→ **TASK**
From the records below, output exactly the lines running from the line containing "pub enum Filter" through the line containing "(FieldValue::Number(n), Filter::Number(f)) =>", and no others.
>>>
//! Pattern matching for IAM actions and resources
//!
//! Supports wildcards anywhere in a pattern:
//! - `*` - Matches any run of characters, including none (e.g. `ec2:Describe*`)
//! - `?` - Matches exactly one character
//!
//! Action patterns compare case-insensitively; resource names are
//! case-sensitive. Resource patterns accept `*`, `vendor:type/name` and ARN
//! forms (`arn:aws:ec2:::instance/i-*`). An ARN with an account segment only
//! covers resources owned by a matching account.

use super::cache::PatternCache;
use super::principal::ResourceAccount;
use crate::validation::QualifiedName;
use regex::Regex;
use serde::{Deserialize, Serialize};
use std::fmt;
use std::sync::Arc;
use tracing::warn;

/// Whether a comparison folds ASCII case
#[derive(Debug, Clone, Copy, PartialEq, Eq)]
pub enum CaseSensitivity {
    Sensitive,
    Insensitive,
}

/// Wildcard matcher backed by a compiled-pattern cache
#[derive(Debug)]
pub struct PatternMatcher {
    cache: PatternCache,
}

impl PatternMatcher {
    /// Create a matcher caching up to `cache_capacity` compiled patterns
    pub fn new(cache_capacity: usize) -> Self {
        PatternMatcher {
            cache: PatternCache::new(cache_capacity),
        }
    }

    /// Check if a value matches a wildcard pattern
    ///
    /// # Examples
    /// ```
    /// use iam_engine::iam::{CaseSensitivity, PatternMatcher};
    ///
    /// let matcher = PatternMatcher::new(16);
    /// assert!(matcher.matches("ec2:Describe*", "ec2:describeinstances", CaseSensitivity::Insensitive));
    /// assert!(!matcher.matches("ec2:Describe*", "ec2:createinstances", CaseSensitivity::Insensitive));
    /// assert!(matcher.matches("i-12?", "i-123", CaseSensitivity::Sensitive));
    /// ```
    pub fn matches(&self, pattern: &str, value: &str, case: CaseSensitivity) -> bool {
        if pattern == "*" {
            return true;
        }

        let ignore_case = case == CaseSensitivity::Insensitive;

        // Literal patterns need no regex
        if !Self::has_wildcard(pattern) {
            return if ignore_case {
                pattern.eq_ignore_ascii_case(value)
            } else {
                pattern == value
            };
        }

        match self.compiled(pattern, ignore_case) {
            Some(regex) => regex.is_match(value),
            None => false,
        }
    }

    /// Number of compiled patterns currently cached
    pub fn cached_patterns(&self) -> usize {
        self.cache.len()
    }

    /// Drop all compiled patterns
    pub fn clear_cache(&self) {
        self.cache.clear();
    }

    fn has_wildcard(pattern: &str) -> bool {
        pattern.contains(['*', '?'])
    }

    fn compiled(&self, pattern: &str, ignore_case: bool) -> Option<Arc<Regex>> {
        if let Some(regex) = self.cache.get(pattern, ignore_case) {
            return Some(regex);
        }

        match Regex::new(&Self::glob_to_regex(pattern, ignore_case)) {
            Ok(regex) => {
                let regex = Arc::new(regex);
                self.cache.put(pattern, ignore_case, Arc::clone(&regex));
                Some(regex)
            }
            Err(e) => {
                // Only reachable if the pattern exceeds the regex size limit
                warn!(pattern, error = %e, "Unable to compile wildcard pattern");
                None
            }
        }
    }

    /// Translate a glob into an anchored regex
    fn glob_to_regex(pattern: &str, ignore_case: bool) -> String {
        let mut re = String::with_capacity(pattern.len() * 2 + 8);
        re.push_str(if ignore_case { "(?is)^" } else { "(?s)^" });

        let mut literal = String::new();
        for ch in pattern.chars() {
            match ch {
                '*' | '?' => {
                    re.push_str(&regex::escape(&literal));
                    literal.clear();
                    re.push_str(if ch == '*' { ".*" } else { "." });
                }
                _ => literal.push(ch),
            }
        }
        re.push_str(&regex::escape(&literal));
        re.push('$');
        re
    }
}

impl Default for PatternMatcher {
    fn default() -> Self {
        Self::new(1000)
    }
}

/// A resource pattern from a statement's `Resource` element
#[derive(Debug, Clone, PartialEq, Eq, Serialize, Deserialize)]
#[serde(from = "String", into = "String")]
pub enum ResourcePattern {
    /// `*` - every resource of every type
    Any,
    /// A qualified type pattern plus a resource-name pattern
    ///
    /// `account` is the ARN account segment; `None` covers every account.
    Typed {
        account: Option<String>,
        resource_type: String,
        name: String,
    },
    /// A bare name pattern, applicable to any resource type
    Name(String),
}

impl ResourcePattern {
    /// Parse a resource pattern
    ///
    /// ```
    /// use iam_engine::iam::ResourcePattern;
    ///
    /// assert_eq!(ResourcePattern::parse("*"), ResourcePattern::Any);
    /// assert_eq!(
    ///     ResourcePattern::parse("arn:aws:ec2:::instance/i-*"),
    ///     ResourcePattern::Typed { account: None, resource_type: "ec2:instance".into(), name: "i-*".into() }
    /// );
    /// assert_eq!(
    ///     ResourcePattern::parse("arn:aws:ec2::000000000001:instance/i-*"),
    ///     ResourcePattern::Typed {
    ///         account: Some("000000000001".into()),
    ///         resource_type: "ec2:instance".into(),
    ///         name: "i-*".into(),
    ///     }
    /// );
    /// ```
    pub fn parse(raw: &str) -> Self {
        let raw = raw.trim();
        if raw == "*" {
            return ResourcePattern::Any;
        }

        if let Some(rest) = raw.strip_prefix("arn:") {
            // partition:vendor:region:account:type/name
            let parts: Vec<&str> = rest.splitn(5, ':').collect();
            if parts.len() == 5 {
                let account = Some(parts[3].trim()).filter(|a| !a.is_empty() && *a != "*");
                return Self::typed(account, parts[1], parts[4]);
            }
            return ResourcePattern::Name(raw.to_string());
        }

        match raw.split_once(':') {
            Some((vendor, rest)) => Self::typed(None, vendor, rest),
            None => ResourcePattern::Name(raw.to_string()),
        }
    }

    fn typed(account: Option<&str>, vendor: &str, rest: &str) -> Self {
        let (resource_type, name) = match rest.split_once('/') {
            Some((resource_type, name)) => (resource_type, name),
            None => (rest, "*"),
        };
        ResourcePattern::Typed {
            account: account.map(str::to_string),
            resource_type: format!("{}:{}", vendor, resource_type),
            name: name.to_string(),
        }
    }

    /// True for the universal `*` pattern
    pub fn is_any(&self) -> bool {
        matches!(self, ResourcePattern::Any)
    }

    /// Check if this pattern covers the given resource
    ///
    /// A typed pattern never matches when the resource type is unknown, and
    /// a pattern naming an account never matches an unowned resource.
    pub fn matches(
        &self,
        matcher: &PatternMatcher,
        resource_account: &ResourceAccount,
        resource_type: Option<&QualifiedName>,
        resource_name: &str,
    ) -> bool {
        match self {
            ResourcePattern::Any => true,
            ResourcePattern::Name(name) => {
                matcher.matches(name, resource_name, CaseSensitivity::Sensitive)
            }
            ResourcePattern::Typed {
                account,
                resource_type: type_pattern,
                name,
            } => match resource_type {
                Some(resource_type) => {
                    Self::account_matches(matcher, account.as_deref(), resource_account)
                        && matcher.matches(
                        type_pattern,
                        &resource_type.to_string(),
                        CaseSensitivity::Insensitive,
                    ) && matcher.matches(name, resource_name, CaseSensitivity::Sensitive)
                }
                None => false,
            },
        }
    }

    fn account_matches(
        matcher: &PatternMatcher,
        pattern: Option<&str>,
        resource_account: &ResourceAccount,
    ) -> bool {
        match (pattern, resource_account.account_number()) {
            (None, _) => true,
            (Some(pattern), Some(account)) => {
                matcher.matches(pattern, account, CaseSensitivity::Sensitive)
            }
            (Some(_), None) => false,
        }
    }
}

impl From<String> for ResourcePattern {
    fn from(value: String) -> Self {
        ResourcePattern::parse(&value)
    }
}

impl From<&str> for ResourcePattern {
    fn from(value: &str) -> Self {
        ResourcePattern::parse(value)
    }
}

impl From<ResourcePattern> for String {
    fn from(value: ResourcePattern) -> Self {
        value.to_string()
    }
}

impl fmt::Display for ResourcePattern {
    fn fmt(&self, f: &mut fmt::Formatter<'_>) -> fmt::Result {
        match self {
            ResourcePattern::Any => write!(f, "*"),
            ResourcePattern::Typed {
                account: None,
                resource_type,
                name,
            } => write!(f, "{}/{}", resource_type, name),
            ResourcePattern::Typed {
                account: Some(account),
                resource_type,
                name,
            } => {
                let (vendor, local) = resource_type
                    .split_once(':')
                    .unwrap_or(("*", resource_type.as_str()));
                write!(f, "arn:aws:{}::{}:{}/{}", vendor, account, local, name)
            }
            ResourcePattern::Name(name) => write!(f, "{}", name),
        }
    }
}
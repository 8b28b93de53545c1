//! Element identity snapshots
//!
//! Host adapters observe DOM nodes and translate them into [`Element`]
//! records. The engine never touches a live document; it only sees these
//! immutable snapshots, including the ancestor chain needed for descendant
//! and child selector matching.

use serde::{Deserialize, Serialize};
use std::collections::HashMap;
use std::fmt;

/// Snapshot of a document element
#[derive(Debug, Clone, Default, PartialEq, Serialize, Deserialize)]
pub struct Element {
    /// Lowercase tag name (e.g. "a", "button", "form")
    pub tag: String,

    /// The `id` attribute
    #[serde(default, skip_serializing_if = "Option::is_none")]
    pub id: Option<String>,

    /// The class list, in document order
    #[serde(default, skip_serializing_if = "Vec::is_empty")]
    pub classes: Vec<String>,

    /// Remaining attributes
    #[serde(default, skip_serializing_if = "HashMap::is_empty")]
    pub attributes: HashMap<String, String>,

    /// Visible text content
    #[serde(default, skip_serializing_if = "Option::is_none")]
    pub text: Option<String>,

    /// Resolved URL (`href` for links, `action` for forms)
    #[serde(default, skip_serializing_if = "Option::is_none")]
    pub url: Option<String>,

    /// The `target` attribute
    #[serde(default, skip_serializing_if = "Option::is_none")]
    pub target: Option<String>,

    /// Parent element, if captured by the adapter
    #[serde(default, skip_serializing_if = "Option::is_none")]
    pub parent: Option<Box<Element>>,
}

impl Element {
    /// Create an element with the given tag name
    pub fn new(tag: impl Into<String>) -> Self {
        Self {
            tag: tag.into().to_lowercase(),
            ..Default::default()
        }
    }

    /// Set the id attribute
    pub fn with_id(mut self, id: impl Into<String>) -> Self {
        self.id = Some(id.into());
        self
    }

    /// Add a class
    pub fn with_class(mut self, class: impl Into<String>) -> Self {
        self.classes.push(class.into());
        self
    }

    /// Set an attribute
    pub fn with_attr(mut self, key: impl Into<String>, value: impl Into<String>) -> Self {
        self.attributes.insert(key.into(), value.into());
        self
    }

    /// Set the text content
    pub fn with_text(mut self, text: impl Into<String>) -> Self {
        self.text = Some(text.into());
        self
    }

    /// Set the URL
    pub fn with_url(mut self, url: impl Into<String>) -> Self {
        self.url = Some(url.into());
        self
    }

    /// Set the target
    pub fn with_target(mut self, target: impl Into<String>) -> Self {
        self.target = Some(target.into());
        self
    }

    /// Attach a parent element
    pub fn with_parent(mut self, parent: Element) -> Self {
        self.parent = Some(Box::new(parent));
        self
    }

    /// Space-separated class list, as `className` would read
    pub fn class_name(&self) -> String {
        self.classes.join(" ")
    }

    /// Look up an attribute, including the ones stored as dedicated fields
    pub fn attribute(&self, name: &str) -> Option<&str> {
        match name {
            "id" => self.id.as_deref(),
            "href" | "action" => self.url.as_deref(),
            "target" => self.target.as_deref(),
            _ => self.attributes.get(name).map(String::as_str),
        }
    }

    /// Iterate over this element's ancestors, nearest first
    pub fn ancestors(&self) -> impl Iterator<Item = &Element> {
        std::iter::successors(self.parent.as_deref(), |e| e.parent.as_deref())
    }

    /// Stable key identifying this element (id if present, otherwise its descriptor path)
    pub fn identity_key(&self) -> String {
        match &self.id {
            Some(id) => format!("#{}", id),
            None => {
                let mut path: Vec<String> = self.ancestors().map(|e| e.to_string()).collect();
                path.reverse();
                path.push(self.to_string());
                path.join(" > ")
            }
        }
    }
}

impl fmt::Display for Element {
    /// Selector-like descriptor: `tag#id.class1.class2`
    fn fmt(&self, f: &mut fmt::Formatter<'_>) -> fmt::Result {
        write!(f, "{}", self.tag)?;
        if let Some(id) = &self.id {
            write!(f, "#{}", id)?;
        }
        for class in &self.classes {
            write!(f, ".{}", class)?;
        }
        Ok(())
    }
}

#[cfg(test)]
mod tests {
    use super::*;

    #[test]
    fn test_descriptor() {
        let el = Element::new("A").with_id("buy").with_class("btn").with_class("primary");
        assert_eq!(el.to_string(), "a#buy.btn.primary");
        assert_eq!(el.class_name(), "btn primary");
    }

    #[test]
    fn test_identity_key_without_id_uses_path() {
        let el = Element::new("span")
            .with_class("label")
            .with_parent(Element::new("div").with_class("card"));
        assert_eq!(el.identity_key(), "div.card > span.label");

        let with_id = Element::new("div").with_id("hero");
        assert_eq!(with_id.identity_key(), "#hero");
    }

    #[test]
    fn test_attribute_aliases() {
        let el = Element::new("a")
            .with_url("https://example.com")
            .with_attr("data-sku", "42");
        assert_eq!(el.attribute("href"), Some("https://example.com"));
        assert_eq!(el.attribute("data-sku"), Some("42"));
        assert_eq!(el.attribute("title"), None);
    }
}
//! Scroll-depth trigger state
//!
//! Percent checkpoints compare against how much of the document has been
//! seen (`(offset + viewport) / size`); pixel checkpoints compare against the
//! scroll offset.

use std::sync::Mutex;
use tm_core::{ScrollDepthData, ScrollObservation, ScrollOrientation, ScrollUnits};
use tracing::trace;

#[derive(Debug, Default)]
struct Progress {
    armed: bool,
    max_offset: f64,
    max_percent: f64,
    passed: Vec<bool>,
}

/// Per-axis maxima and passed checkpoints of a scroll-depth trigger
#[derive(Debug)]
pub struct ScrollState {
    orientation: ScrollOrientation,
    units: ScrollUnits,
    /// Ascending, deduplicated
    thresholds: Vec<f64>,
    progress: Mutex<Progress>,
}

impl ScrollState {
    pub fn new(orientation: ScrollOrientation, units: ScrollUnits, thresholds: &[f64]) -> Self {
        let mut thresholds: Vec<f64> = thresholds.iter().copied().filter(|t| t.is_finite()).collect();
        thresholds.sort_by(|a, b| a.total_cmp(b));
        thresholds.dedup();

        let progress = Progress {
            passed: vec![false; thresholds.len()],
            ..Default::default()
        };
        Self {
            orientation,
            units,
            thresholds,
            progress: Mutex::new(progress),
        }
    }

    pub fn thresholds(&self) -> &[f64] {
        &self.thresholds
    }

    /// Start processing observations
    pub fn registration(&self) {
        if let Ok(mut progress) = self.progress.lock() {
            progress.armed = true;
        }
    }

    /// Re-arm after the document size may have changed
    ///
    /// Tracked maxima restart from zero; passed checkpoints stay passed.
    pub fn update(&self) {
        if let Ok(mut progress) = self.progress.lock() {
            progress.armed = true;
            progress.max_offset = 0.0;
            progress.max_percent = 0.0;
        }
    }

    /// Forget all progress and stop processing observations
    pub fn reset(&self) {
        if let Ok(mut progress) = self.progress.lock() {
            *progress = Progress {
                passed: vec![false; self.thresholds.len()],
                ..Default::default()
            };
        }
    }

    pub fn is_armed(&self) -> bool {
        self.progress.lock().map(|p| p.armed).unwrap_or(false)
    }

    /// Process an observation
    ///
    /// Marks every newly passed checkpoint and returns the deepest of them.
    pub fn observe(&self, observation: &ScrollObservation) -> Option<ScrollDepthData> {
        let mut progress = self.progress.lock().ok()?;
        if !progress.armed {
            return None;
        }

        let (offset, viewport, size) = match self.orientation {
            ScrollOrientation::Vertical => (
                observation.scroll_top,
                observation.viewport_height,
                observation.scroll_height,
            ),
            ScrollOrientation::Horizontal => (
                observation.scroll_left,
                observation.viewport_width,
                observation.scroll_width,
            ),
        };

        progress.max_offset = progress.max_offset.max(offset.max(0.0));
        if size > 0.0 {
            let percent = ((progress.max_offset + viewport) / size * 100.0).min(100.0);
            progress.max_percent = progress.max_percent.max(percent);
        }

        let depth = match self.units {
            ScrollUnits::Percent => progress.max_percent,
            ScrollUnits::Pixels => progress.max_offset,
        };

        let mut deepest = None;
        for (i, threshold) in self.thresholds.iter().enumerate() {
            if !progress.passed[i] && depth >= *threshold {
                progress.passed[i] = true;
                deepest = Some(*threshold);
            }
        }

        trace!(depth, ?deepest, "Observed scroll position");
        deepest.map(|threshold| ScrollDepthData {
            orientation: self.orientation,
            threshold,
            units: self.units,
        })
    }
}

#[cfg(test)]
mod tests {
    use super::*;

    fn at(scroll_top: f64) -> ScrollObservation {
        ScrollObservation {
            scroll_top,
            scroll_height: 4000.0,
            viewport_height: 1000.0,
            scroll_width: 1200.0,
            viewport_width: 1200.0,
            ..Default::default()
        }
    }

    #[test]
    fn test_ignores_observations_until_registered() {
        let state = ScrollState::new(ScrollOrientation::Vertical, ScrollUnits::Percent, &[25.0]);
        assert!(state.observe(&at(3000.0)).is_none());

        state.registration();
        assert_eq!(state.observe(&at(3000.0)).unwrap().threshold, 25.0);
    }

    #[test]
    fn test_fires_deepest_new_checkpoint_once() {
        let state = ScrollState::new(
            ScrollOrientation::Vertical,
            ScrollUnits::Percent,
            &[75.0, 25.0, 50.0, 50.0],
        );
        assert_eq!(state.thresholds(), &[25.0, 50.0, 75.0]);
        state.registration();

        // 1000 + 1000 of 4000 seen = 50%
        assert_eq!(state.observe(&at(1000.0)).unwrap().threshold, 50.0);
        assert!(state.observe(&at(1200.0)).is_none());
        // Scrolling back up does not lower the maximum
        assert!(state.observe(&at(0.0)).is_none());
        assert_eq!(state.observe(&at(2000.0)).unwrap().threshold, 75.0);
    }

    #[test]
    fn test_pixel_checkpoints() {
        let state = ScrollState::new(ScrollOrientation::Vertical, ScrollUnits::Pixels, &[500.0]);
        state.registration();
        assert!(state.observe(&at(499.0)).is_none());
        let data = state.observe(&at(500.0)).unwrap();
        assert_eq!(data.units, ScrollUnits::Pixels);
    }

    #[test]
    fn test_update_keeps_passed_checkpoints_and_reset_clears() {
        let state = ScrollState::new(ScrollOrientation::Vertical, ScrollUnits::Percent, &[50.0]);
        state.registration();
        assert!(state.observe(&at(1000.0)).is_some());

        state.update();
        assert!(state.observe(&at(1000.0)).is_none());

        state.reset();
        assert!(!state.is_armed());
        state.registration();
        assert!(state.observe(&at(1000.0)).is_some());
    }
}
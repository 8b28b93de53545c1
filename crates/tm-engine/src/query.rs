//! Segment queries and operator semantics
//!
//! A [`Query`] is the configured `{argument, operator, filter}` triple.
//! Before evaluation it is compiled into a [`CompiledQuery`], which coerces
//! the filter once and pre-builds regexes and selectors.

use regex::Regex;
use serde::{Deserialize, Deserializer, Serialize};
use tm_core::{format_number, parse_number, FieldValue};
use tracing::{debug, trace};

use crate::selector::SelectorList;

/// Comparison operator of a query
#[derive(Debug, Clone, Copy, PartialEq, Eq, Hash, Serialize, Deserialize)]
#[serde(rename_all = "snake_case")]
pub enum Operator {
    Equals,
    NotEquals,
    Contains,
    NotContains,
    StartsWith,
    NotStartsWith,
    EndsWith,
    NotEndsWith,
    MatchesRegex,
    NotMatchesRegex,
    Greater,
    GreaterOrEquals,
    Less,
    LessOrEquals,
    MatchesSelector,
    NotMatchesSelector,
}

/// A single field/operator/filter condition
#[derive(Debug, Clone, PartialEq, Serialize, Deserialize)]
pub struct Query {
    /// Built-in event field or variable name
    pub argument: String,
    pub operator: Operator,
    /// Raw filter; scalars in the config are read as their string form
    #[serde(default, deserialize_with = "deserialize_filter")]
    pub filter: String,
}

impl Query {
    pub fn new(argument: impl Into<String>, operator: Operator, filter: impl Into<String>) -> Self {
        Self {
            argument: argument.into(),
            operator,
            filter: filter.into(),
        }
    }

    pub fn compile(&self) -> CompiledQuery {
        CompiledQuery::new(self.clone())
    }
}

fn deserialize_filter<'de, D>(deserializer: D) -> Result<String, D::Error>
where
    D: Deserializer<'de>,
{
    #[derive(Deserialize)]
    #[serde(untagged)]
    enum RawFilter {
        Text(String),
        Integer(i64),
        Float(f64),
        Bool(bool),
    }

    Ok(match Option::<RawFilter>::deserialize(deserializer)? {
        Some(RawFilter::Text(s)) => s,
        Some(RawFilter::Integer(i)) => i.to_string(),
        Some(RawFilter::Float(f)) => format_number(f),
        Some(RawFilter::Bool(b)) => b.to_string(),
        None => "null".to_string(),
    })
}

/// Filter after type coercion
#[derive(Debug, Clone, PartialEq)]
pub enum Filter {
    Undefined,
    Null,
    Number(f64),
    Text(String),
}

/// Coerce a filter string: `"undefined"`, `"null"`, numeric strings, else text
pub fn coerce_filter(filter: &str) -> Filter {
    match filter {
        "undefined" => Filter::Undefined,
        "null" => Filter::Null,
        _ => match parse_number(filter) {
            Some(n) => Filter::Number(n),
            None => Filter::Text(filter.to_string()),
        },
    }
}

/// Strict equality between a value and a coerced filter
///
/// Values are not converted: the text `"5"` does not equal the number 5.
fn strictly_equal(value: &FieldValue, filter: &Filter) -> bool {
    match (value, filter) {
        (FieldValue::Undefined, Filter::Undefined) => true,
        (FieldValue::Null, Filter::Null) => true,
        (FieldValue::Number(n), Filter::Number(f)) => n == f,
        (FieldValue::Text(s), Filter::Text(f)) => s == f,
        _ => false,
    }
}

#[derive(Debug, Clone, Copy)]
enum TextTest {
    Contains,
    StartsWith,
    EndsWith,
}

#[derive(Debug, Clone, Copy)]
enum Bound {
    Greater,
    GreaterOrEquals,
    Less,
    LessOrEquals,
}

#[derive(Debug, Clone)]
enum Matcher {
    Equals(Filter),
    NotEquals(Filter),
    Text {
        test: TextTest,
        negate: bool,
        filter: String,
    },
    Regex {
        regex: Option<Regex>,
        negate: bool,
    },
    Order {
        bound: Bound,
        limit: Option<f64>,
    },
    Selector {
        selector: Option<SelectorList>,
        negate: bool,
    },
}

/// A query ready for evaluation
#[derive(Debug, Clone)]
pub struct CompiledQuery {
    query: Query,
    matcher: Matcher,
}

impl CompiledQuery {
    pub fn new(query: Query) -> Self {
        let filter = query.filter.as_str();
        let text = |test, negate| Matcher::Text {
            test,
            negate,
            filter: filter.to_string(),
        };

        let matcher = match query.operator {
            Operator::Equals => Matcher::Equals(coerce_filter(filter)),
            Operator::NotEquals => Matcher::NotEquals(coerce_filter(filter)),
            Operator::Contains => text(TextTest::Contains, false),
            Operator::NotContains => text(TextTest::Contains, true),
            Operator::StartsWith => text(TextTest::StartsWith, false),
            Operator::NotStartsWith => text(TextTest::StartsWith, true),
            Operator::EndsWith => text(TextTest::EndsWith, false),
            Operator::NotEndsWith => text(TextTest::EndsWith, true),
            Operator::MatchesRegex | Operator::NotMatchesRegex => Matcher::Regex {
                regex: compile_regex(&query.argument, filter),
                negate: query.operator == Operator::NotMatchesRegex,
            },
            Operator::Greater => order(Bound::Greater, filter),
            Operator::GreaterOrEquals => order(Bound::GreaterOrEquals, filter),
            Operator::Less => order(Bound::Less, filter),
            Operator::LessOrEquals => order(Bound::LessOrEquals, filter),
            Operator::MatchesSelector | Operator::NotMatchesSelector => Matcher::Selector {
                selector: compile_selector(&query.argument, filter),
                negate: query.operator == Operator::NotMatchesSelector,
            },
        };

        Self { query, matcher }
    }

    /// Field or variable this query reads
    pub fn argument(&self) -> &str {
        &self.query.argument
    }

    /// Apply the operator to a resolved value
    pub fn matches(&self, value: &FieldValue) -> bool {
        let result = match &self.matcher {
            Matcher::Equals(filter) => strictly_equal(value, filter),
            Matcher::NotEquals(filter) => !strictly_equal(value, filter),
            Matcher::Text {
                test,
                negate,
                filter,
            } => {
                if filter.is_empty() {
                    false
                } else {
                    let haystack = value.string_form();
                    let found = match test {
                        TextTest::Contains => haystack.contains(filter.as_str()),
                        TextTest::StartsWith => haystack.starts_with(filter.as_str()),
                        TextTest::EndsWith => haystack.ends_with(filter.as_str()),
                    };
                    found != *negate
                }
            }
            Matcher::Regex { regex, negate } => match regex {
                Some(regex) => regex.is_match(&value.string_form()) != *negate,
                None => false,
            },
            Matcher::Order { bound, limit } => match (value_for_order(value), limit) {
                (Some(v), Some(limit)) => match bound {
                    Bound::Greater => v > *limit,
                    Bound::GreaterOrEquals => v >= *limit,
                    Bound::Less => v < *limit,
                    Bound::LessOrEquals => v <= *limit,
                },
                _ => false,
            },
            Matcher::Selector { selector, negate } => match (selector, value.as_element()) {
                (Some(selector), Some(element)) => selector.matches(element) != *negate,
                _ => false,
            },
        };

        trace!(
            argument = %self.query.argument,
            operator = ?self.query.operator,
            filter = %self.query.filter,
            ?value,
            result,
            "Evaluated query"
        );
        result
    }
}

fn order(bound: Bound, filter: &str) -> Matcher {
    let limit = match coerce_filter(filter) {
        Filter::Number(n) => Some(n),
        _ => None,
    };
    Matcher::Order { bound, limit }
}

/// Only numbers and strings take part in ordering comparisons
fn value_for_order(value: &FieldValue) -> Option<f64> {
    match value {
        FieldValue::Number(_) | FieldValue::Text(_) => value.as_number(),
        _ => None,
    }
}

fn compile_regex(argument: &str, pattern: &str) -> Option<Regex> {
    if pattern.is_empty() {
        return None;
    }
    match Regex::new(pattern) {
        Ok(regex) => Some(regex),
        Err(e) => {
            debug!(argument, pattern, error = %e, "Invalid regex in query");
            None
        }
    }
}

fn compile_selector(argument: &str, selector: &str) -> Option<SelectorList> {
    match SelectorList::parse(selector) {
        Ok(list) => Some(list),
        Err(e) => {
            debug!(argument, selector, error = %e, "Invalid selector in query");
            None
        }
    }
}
<<<
→ **EXERCISE RESPONSE**
pub enum Filter {
    Undefined,
    Null,
    Number(f64),
    Text(String),
}

/// Coerce a filter string: `"undefined"`, `"null"`, numeric strings, else text
pub fn coerce_filter(filter: &str) -> Filter {
    match filter {
        "undefined" => Filter::Undefined,
        "null" => Filter::Null,
        _ => match parse_number(filter) {
            Some(n) => Filter::Number(n),
            None => Filter::Text(filter.to_string()),
        },
    }
}

/// Strict equality between a value and a coerced filter
///
/// Values are not converted: the text `"5"` does not equal the number 5.
fn strictly_equal(value: &FieldValue, filter: &Filter) -> bool {
    match (value, filter) {
        (FieldValue::Undefined, Filter::Undefined) => true,
        (FieldValue::Null, Filter::Null) => true,
        (FieldValue::Number(n), Filter::Number(f)) => n == f,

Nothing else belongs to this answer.